- [ASSIGNMENT]
Write out every line exactly, from the first line of the records below through the line that contains "it with further".

-- EXTRACTED RECORDS follows --

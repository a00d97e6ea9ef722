use super::event::{Lifecycle, ThemeEventKind};
use thiserror::Error;

pub type StateResult<T> = std::result::Result<T, StateError>;

#[derive(Debug, Error)]
pub enum StateError {
    #[error("invalid theme transition: from {from:?} using event {event:?}")]
    InvalidTransition {
        from: Lifecycle,
        event: ThemeEventKind,
    },
}
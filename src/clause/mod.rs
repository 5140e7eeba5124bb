//! The clause evaluator shared by [`Condition`](crate::condition::Condition)
//! and [`ValueClause`](crate::value::ValueClause).
//!
//! A clause holds one [`TruthState`] and combines it with further
//! [`Predicate`]s. Combinators short-circuit: a predicate is never
//! evaluated when the current state already decides the result.
//!
//! | receiver | `and(p)`        | `or(p)`         |
//! |----------|-----------------|-----------------|
//! | `True`   | evaluates `p`   | `True`, skips `p` |
//! | `False`  | `False`, skips `p` | evaluates `p` |
//!
//! # Examples
//!
//! ```rust
//! use conditional::prelude::*;
//! use std::cell::Cell;
//!
//! let calls = Cell::new(0);
//! let condition = Condition::when(false).and(|| {
//!     calls.set(calls.get() + 1);
//!     true
//! });
//!
//! assert!(condition.is_false());
//! assert_eq!(calls.get(), 0);
//! ```

mod predicate;
mod truth;

pub(crate) use predicate::Negated;
pub use predicate::Predicate;
pub use truth::TruthState;

/// The combinator algebra over a [`TruthState`].
///
/// Implementors only say how to read their state and how to build a new
/// instance from one; `and`, `or`, `and_not`, `or_not` and `not` are
/// provided and carry the short-circuit rules.
pub trait Clause: Sized {
    /// Returns the current truth state.
    fn truth(&self) -> TruthState;

    /// Builds a clause in the given state.
    fn from_truth(truth: TruthState) -> Self;

    /// Returns `true` when the clause is in the `True` state.
    #[inline]
    fn is_true(&self) -> bool {
        self.truth().is_true()
    }

    /// Returns `true` when the clause is in the `False` state.
    #[inline]
    fn is_false(&self) -> bool {
        self.truth().is_false()
    }

    /// Logical AND with `predicate`.
    ///
    /// A `False` receiver stays `False` and `predicate` is not evaluated.
    ///
    /// # Examples
    ///
    /// ```rust
    /// use conditional::prelude::*;
    ///
    /// assert!(Condition::when(true).and(|| true).is_true());
    /// assert!(Condition::when(true).and(false).is_false());
    /// assert!(Condition::when(false).and(|| 2 > 1).is_false());
    /// ```
    #[inline]
    fn and<P: Predicate>(self, predicate: P) -> Self {
        match self.truth() {
            TruthState::False => self,
            TruthState::True => Self::from_truth(TruthState::from_bool(predicate.evaluate())),
        }
    }

    /// Logical OR with `predicate`.
    ///
    /// A `True` receiver stays `True` and `predicate` is not evaluated.
    ///
    /// # Examples
    ///
    /// ```rust
    /// use conditional::prelude::*;
    ///
    /// assert!(Condition::when(false).or(|| true).is_true());
    /// assert!(Condition::when(false).or(false).is_false());
    /// assert!(Condition::when(true).or(|| 1 > 2).is_true());
    /// ```
    #[inline]
    fn or<P: Predicate>(self, predicate: P) -> Self {
        match self.truth() {
            TruthState::True => self,
            TruthState::False => Self::from_truth(TruthState::from_bool(predicate.evaluate())),
        }
    }

    /// Logical AND with the negation of `predicate`.
    #[inline]
    fn and_not<P: Predicate>(self, predicate: P) -> Self {
        self.and(Negated(predicate))
    }

    /// Logical OR with the negation of `predicate`.
    #[inline]
    fn or_not<P: Predicate>(self, predicate: P) -> Self {
        self.or(Negated(predicate))
    }

    /// Returns a clause in the opposite state.
    #[inline]
    #[must_use]
    fn not(self) -> Self {
        Self::from_truth(self.truth().negate())
    }
}

impl Clause for TruthState {
    #[inline]
    fn truth(&self) -> TruthState {
        *self
    }

    #[inline]
    fn from_truth(truth: TruthState) -> Self {
        truth
    }
}
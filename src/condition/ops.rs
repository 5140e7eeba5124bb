//! Conversions and operators for [`Condition`].

use std::ops::Not;

use super::Condition;
use crate::clause::{Clause, TruthState};

impl From<bool> for Condition {
    #[inline]
    fn from(value: bool) -> Self {
        Self::pure(value)
    }
}

impl From<TruthState> for Condition {
    #[inline]
    fn from(truth: TruthState) -> Self {
        Self::from_truth(truth)
    }
}

impl From<Condition> for bool {
    #[inline]
    fn from(condition: Condition) -> Self {
        condition.truth_state().as_bool()
    }
}

impl From<Condition> for TruthState {
    #[inline]
    fn from(condition: Condition) -> Self {
        condition.truth_state()
    }
}

impl Not for Condition {
    type Output = Self;

    #[inline]
    fn not(self) -> Self::Output {
        Self::from_truth(self.truth_state().negate())
    }
}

-- EXTRACTED RECORDS concluded --

- [OUTPUT BELOW]
repository a00d97e6ea9ef722
use super::event::{Lifecycle, ThemeEventKind};
use thiserror::Error;

pub type StateResult<T> = std::result::Result<T, StateError>;

#[derive(Debug, Error)]
pub enum StateError {
    #[error("invalid theme transition: from {from:?} using event {event:?}")]
    InvalidTransition {
        from: Lifecycle,
        event: ThemeEventKind,
    },
}
filename src/clause/mod.rs
repository 5140e7eeba5124bb
//! The clause evaluator shared by [`Condition`](crate::condition::Condition)
//! and [`ValueClause`](crate::value::ValueClause).
//!
//! A clause holds one [`TruthState`] and combines it with further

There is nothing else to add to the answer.